For the past few months I've been researching pitch accent in Japanese off and on, concentrating on trying to identify regularities in a phenomenon which is nearly completely arbitrary.
I've not seen any research dealing with the genesis of pitch accent though. I have seen a paper which I can't find at the moment which gives evidence that in English loan words, the pitch drop often, but not always, correlates with the primary stress in the source language. That seems like a reasonable origin for pitch accent in English loans.
But it is clear that Sino-Japanese compounds, and not just native compounds, exhibit pitch accent. The pitch accent on SJ compounds which share a character can often differ:
感謝 kánsha 感心 kanshin
電気 dénki 電源 dengen
地下 chiká 廊下 rouka
Is there any regularity to how SJ compounds (and native words for that matter) acquired pitch accent? A hypothesis of mine: did SJ compounds start off as unaccented (平板) and then somehow develop accent as they become more common? Or does some quality of the Chinese reading predict the resulting pitch accent?

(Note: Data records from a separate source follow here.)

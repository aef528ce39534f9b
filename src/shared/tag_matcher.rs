//! Fuzzy resolution of free text onto the canonical policy-tag taxonomy.

use crate::domain::policy_tags::{taxonomy, PolicyTagTaxonomy};
use crate::shared::text::normalize_query_text;

pub const DEFAULT_TAG_THRESHOLD: f64 = 0.75;

const CONTAINMENT_SCORE: f64 = 1.0;
const REVERSE_CONTAINMENT_SCORE: f64 = 0.9;
const HEBREW_PREFIXES: [char; 7] = ['ה', 'ב', 'ל', 'ו', 'מ', 'ש', 'כ'];

/// Similarity in `[0, 1]` between two already-normalized strings.
pub trait SimilarityScorer: Send + Sync {
    fn score(&self, left: &str, right: &str) -> f64;
}

#[derive(Debug, Default, Clone, Copy)]
pub struct EditDistanceScorer;

impl SimilarityScorer for EditDistanceScorer {
    fn score(&self, left: &str, right: &str) -> f64 {
        strsim::normalized_levenshtein(left, right)
    }
}

/// Jaccard overlap of whitespace tokens, ignoring single-letter prefixes.
#[derive(Debug, Default, Clone, Copy)]
pub struct TokenOverlapScorer;

impl SimilarityScorer for TokenOverlapScorer {
    fn score(&self, left: &str, right: &str) -> f64 {
        let left: Vec<&str> = left.split_whitespace().collect();
        let right: Vec<&str> = right.split_whitespace().collect();
        if left.is_empty() || right.is_empty() {
            return 0.0;
        }

        let shared = left
            .iter()
            .filter(|l| right.iter().any(|r| token_matches(l, r)))
            .count();
        let union = left.len() + right.len() - shared;
        shared as f64 / union as f64
    }
}

/// `text_token` equals `tag_token`, possibly behind one Hebrew prefix letter.
fn token_matches(text_token: &str, tag_token: &str) -> bool {
    if text_token == tag_token {
        return true;
    }
    let mut chars = text_token.chars();
    match chars.next() {
        Some(first) if HEBREW_PREFIXES.contains(&first) => chars.as_str() == tag_token,
        _ => false,
    }
}

/// Whether `needle` appears as a contiguous token run inside `haystack`.
fn contains_tokens(haystack: &[&str], needle: &[&str]) -> bool {
    if needle.is_empty() || needle.len() > haystack.len() {
        return false;
    }
    haystack
        .windows(needle.len())
        .any(|window| window.iter().zip(needle).all(|(h, n)| token_matches(h, n)))
}

pub struct TagMatcher {
    scorer: Box<dyn SimilarityScorer>,
    threshold: f64,
}

impl Default for TagMatcher {
    fn default() -> Self {
        Self::new(Box::new(EditDistanceScorer), DEFAULT_TAG_THRESHOLD)
    }
}

impl TagMatcher {
    pub fn new(scorer: Box<dyn SimilarityScorer>, threshold: f64) -> Self {
        Self { scorer, threshold }
    }

    fn score_candidate(&self, text: &str, text_tokens: &[&str], candidate: &str) -> f64 {
        let candidate_tokens: Vec<&str> = candidate.split_whitespace().collect();
        if contains_tokens(text_tokens, &candidate_tokens) {
            return CONTAINMENT_SCORE;
        }
        if text.chars().count() >= 3 && contains_tokens(&candidate_tokens, text_tokens) {
            return REVERSE_CONTAINMENT_SCORE;
        }
        self.scorer.score(text, candidate)
    }

    /// Best-scoring canonical tag at or above the threshold.
    pub fn match_in<'a>(&self, taxonomy: &'a PolicyTagTaxonomy, free_text: &str) -> Option<&'a str> {
        let text = normalize_query_text(free_text);
        let text_tokens: Vec<&str> = text.split_whitespace().collect();
        if text_tokens.is_empty() {
            return None;
        }

        // Longer candidates win ties so "השכלה גבוהה" beats a bare "השכלה".
        let mut best: Option<(f64, usize, &'a str)> = None;
        for tag in &taxonomy.tags {
            let candidates = std::iter::once(&tag.name).chain(tag.synonyms.iter());
            for candidate in candidates {
                let score = self.score_candidate(&text, &text_tokens, candidate);
                let length = candidate.chars().count();
                let better = match best {
                    None => true,
                    Some((best_score, best_length, _)) => {
                        score > best_score || (score == best_score && length > best_length)
                    }
                };
                if better {
                    best = Some((score, length, tag.name.as_str()));
                }
            }
        }

        best.filter(|(score, _, _)| *score >= self.threshold)
            .map(|(_, _, name)| name)
    }

    pub fn match_tag(&self, free_text: &str) -> Option<&'static str> {
        self.match_in(taxonomy(), free_text)
    }
}

/// Default matcher: normalized Levenshtein with a 0.75 threshold.
pub fn match_tag(free_text: &str) -> Option<&'static str> {
    TagMatcher::default().match_tag(free_text)
}

#[cfg(test)]
mod tests {
    use super::*;

    #[test]
    fn test_environment_quality_resolves() {
        assert_eq!(match_tag("איכות הסביבה"), Some("סביבה ואקלים"));
        assert_eq!(match_tag("הסביבה"), Some("סביבה ואקלים"));
    }

    #[test]
    fn test_unrelated_text_is_absent() {
        assert_eq!(match_tag("פיצה עם זיתים"), None);
        assert_eq!(match_tag(""), None);
    }

    #[test]
    fn test_prefix_tolerance() {
        assert_eq!(match_tag("בחינוך"), Some("חינוך"));
        assert_eq!(match_tag("לתחבורה ציבורית"), Some("תחבורה ציבורית ותשתיות תחבורה"));
    }

    #[test]
    fn test_longer_candidate_wins_tie() {
        assert_eq!(match_tag("השכלה גבוהה"), Some("השכלה גבוהה"));
    }

    #[test]
    fn test_niqqud_and_typo_tolerance() {
        assert_eq!(match_tag("חקלאוּת"), Some("חקלאות"));
        assert_eq!(match_tag("תיירוט"), Some("תיירות"));
    }

    #[test]
    fn test_swappable_scorer_and_threshold() {
        let strict = TagMatcher::new(Box::new(EditDistanceScorer), 0.99);
        assert_eq!(strict.match_tag("תיירוט"), None);

        let overlap = TagMatcher::new(Box::new(TokenOverlapScorer), 0.5);
        assert_eq!(overlap.match_tag("בריאות הציבור"), Some("בריאות ורפואה"));
    }
}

Also, what are the rules which underlie pitch accent, particularly when accented words are combined, or when prefixes (like 御) are affixed? I already understand that particular endings, such as -通り have a "de-accenting" quality which removes any accents on the words to which it is affixed. What other regularities exist?
EDIT: One more question: Martin's "Reference Grammar of Japanese" gives the pitch accent of 故 as yúé (in his notation). I didn't think a word could possess two stresses — is this what he intended to notate?